*** Opening Data to process ***
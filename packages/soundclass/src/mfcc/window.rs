use std::f64::consts::PI;

/// Hamming window coefficients, computed once for a fixed length.
///
/// `w[i] = 0.54 - 0.46 · cos(2πi / (N - 1))`
#[derive(Debug, Clone)]
pub struct HammingWindow {
    coeffs: Box<[f32]>,
}

impl HammingWindow {
    pub fn new(len: usize) -> Self {
        let coeffs = if len == 1 {
            vec![1.0]
        } else {
            let denom = (len - 1) as f64;
            (0..len)
                .map(|i| (0.54 - 0.46 * (2.0 * PI * i as f64 / denom).cos()) as f32)
                .collect()
        };
        Self { coeffs: coeffs.into_boxed_slice() }
    }

    #[inline]
    pub fn len(&self) -> usize {
        self.coeffs.len()
    }

    #[inline]
    pub fn is_empty(&self) -> bool {
        self.coeffs.is_empty()
    }

    #[inline]
    pub fn coeffs(&self) -> &[f32] {
        &self.coeffs
    }

    /// Multiply `frame` by the window in place.
    #[inline]
    pub fn apply(&self, frame: &mut [f32]) {
        debug_assert_eq!(frame.len(), self.coeffs.len());
        for (x, &w) in frame.iter_mut().zip(self.coeffs.iter()) {
            *x *= w;
        }
    }
}

/// First-order pre-emphasis `y[0] = x[0]`, `y[i] = x[i] - α·x[i-1]`.
#[inline]
pub fn pre_emphasis(input: &[f32], out: &mut [f32], alpha: f32) {
    debug_assert_eq!(input.len(), out.len());
    let Some(&first) = input.first() else {
        return;
    };
    out[0] = first;
    for (dst, pair) in out[1..].iter_mut().zip(input.windows(2)) {
        *dst = pair[1] - alpha * pair[0];
    }
}
use super::fft::Radix2Fft;
use super::window::{HammingWindow, pre_emphasis};
use crate::config::ConfigError;

/// Complex FFT workspace of exactly `fft_size` points.
#[derive(Debug, Clone)]
pub struct SpectralBuffer {
    re: Box<[f32]>,
    im: Box<[f32]>,
}

impl SpectralBuffer {
    pub fn new(fft_size: usize) -> Self {
        Self {
            re: vec![0.0; fft_size].into_boxed_slice(),
            im: vec![0.0; fft_size].into_boxed_slice(),
        }
    }

    #[inline]
    pub fn len(&self) -> usize {
        self.re.len()
    }

    #[inline]
    pub fn is_empty(&self) -> bool {
        self.re.is_empty()
    }

    pub fn re(&self) -> &[f32] {
        &self.re
    }

    pub fn im(&self) -> &[f32] {
        &self.im
    }

    /// `|X[k]|²` for the `fft_size/2 + 1` non-negative frequency bins.
    pub fn power_into(&self, out: &mut [f32]) {
        assert_eq!(out.len(), self.re.len() / 2 + 1, "power spectrum length");
        for (p, (&r, &i)) in out.iter_mut().zip(self.re.iter().zip(self.im.iter())) {
            *p = r * r + i * i;
        }
    }
}

/// Pre-emphasis → Hamming → zero-pad → FFT for one analysis window.
///
/// Tables are immutable after construction so one instance can be shared
/// between pipelines.
#[derive(Debug, Clone)]
pub struct SpectralTransform {
    fft: Radix2Fft,
    window: HammingWindow,
    alpha: f32,
}

impl SpectralTransform {
    pub fn new(window_len: usize, fft_size: usize, pre_emphasis: f32) -> Result<Self, ConfigError> {
        if window_len == 0 {
            return Err(ConfigError::Zero { field: "features.window_length" });
        }
        let fft = Radix2Fft::new(fft_size)?;
        if fft_size < window_len {
            return Err(ConfigError::FftTooShort { fft_size, window: window_len });
        }
        Ok(Self {
            fft,
            window: HammingWindow::new(window_len),
            alpha: pre_emphasis,
        })
    }

    #[inline]
    pub fn window_len(&self) -> usize {
        self.window.len()
    }

    #[inline]
    pub fn fft_size(&self) -> usize {
        self.fft.size()
    }

    /// Number of non-negative frequency bins.
    #[inline]
    pub fn bins(&self) -> usize {
        self.fft.size() / 2 + 1
    }

    /// Transform exactly `window_len` samples into `spec`.
    pub fn transform(&self, samples: &[f32], spec: &mut SpectralBuffer) {
        let n = self.window.len();
        assert_eq!(samples.len(), n, "analysis window length");
        assert_eq!(spec.len(), self.fft.size(), "spectral buffer length");

        // 1) pre-emphasis straight into the real part, then window
        pre_emphasis(samples, &mut spec.re[..n], self.alpha);
        self.window.apply(&mut spec.re[..n]);

        // 2) zero-pad
        spec.re[n..].fill(0.0);
        spec.im.fill(0.0);

        // 3) FFT
        self.fft.process(&mut spec.re, &mut spec.im);
    }
}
*** Closing Data to process ***
Task statement: The answer must hold only the lines from the first line of the data through the line bearing "let denom = (len - 1) as f64;", returned exactly.

Solution to this exercise:
filename packages/soundclass/src/mfcc/window.rs
use std::f64::consts::PI;

/// Hamming window coefficients, computed once for a fixed length.
///
/// `w[i] = 0.54 - 0.46 · cos(2πi / (N - 1))`
#[derive(Debug, Clone)]
pub struct HammingWindow {
    coeffs: Box<[f32]>,
}

impl HammingWindow {
    pub fn new(len: usize) -> Self {
        let coeffs = if len == 1 {
            vec![1.0]
        } else {
            let denom = (len - 1) as f64;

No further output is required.